Melissa Kite Melissa Kite

The curse of semi-invisible road signs

A small, blue, unlit no right turn circle was almost completely obscured by the blinding blue light above

Credit: Hajakely 
issue 06 March 2021

‘We’re sorry your experience with us has not been a good one,’ said the press officer at Surrey Police.

‘You misunderstand me,’ I told the chap. ‘I didn’t expect being cautioned for breaking the law to be a good experience. In fact, I think it’s very important that breaking the law and being caught is not a good experience.’

I explained to the officer who had telephoned in response to my enquiry that I was not complaining about being fined for not having an MOT. I was unhappily happy with that bit. The bit I was questioning was where the young officer issued me with a penalty notice that hadn’t printed properly so I couldn’t read the offence number or the phone number to call to pay it, and the bit where he and his colleague left me broken down and stranded at the roadside with my battery drained, having detained me for an hour with my lights on while they checked every inch of my car.

The press officer said he would look into it and come back to me with a comment. But he never did. And nor did the person he said he was going to task with it when I chased it up.

‘I’m just catching up with this because it’s been passed to me,’ said a female officer, sounding harassed, a week later. ‘It’s taken me a while but I’ve now spoken to the special constable involved who has given me his version of events. I’ll get back to you with a statement.’

But she never did. So I can’t tell you his version of events, which I don’t expect would be any different from my version, because why would it be?

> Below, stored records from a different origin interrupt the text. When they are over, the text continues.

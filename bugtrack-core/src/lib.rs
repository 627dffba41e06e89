//! Core library for bugtrack.
//!
//! This crate provides the domain models, the role registry, and the
//! database operations for bugtrack, independent of any transport layer.
//!
//! # Usage
//!
//! ```no_run
//! use bugtrack_core::db::Database;
//! use bugtrack_core::models::*;
//!
//! let db = Database::open_default()?;
//! db.migrate()?;
//!
//! let users = db.list_users()?;
//! # Ok::<(), bugtrack_core::error::StoreError>(())
//! ```

pub mod db;
pub mod error;
pub mod models;
pub mod roles;

// Re-export commonly used types at crate root
pub use db::Database;
pub use error::StoreError;
pub use roles::Permission;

One thing the police did do, however, once I rang the press office to ask for comment, was arrange for an email to be sent to me containing the ticket details I could not read on the half-printed ticket, and the payment phone number.

While they did not explain why their officer issued an invalid ticket, then left me by the side of the road broken down, they did make sure I could transfer them the £100. And this they did promptly, demonstrating great efficiency.

So I decided to let the matter go. But then I was at Burger King with the builder boyfriend eating a slap-up Double Whopper after a hard day mending fences on the farm. Munching away in a dark car park, I realised we were looking out of the windscreen of my car at the spot where I had been pulled over two weeks earlier.

I remembered with a pang, as I chomped on my burger, that the premise for pulling me over had been, they said, that I turned the wrong way out of a filling station. It did seem a bit harsh.

I looked at the builder b, who was cramming fries into his mouth with that glazed look he gets when he’s finally being re-fuelled after a hard day’s toil making me and the horses happy.

‘When we’ve finished eating,’ I said, hoping he wasn’t too tired, ‘I think we should take a stroll across the road to that Shell station and look at the signage, because I don’t think there was a no right turn sign.’

He agreed wholeheartedly. He’s upset about the whole thing, not least because he forgot to take my car for its MOT having promised me he was going to book it in.

So, after licking our fingers clean of ketchup and glugging back our buckets of cola — how do they make a profit while giving away several litres of branded fizzy drink per order? — we walked from the retail park to the garage opposite.

We scrutinised the signs at the exit, the street signs, the road markings, but we couldn’t see anything forbidding a right turn.

As we stood there staring, we were half-blinded by a neon blue and white sign above a car parts supplier across the street. Squinting, the builder boyfriend spotted that beneath this neon sign, a good 30ft from the garage exit and way too high to see from a sitting position in a car even if you had night vision goggles, was a small, blue, unlit no right turn circle almost completely obscured by the blinding blue light above.

‘How the hell did they expect you to see that?’ swore the BB, in that endearing way he has of becoming furious on my behalf, even when I am, technically speaking, completely wrong.

As we stood there, a motorbike roared out of the garage past us and, without even signalling, swung right and sped off down the street.

‘Where are they now, eh?’ I shouted down the street at no one in particular. ‘Where are the police now?’